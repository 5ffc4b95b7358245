//! Error taxonomy for the translation core (SPEC_FULL.md §7). These are pure
//! data: no HTTP status or wire-envelope knowledge lives here, since the
//! core has no HTTP concept. `bridge-gateway::errors` maps each variant onto
//! the Anthropic error envelope and an HTTP status.

use thiserror::Error;

#[derive(Debug, Error)]
pub enum BridgeError {
    /// Validation failure (§4.1). `path` names the first offending field,
    /// e.g. `messages.0.content`.
    #[error("invalid request: {message} (at {path})")]
    InvalidRequest { message: String, path: String },

    /// The upstream reply's tool-call `arguments` string is not valid JSON
    /// (§4.3 step 2).
    #[error("malformed tool arguments for tool call `{tool_name}`: {source}")]
    MalformedToolArguments {
        tool_name: String,
        #[source]
        source: serde_json::Error,
    },

    /// An Anthropic→OpenAI image block carries a remote URL rather than
    /// base64 data, which the OpenAI→Anthropic sibling path (not exercised
    /// by this proxy's forward direction, but retained as a named failure
    /// per §4.2) cannot represent as an Anthropic image source.
    #[error("image source is a remote URL, not base64 data: {url}")]
    InvalidImageSource { url: String },

    /// The upstream returned a body that could not be parsed as the
    /// expected JSON shape on the non-streaming path (§7).
    #[error("malformed upstream response: {0}")]
    MalformedUpstream(#[source] serde_json::Error),
}

impl BridgeError {
    pub fn invalid_request(path: impl Into<String>, message: impl Into<String>) -> Self {
        BridgeError::InvalidRequest {
            message: message.into(),
            path: path.into(),
        }
    }
}
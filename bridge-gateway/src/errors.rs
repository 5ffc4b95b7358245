//! HTTP error envelope (SPEC_FULL.md §7). Maps [`BridgeError`] and the
//! gateway's own I/O failures onto Anthropic's error response shape
//! (`{"type": "error", "error": {"type": ..., "message": ...}}`), following
//! the donor's `BrightStaffError::into_response` pattern but targeting the
//! Anthropic envelope rather than the donor's own `{error:{code,...}}` shape.

use bridge_core::BridgeError;
use bytes::Bytes;
use http_body_util::{combinators::BoxBody, BodyExt, Full};
use hyper::{Response, StatusCode};
use serde_json::json;
use thiserror::Error;

#[derive(Debug, Error)]
pub enum GatewayError {
    #[error(transparent)]
    Bridge(#[from] BridgeError),

    #[error("request body could not be read: {0}")]
    BodyRead(#[source] hyper::Error),

    #[error("request body is not valid JSON: {0}")]
    InvalidJson(#[source] serde_json::Error),

    #[error("failed to reach upstream: {0}")]
    UpstreamUnreachable(#[source] reqwest::Error),

    #[error("upstream returned status {status}: {body}")]
    UpstreamError { status: StatusCode, body: String },
}

impl GatewayError {
    fn status_and_type(&self) -> (StatusCode, &'static str) {
        match self {
            GatewayError::Bridge(BridgeError::InvalidRequest { .. }) => {
                (StatusCode::BAD_REQUEST, "invalid_request_error")
            }
            GatewayError::Bridge(BridgeError::MalformedToolArguments { .. }) => {
                (StatusCode::BAD_GATEWAY, "api_error")
            }
            GatewayError::Bridge(BridgeError::InvalidImageSource { .. }) => {
                (StatusCode::BAD_REQUEST, "invalid_request_error")
            }
            GatewayError::Bridge(BridgeError::MalformedUpstream(_)) => {
                (StatusCode::BAD_GATEWAY, "api_error")
            }
            GatewayError::BodyRead(_) => (StatusCode::BAD_REQUEST, "invalid_request_error"),
            GatewayError::InvalidJson(_) => (StatusCode::BAD_REQUEST, "invalid_request_error"),
            GatewayError::UpstreamUnreachable(_) => {
                (StatusCode::BAD_GATEWAY, "api_error")
            }
            GatewayError::UpstreamError { status, .. } => (*status, "api_error"),
        }
    }

    pub fn into_response(self) -> Response<BoxBody<Bytes, hyper::Error>> {
        let (status, error_type) = self.status_and_type();
        let body_json = json!({
            "type": "error",
            "error": {
                "type": error_type,
                "message": self.to_string(),
            }
        });

        let body = Full::new(Bytes::from(body_json.to_string()))
            .map_err(|never| match never {})
            .boxed();

        Response::builder()
            .status(status)
            .header("content-type", "application/json")
            .body(body)
            .unwrap_or_else(|_| {
                Response::new(
                    Full::new(Bytes::from("internal error"))
                        .map_err(|never| match never {})
                        .boxed(),
                )
            })
    }
}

## Instructions for the task
Tally the lines of the material above that include the word "UpstreamError", then state that tally alone.

## Answer to the problem
2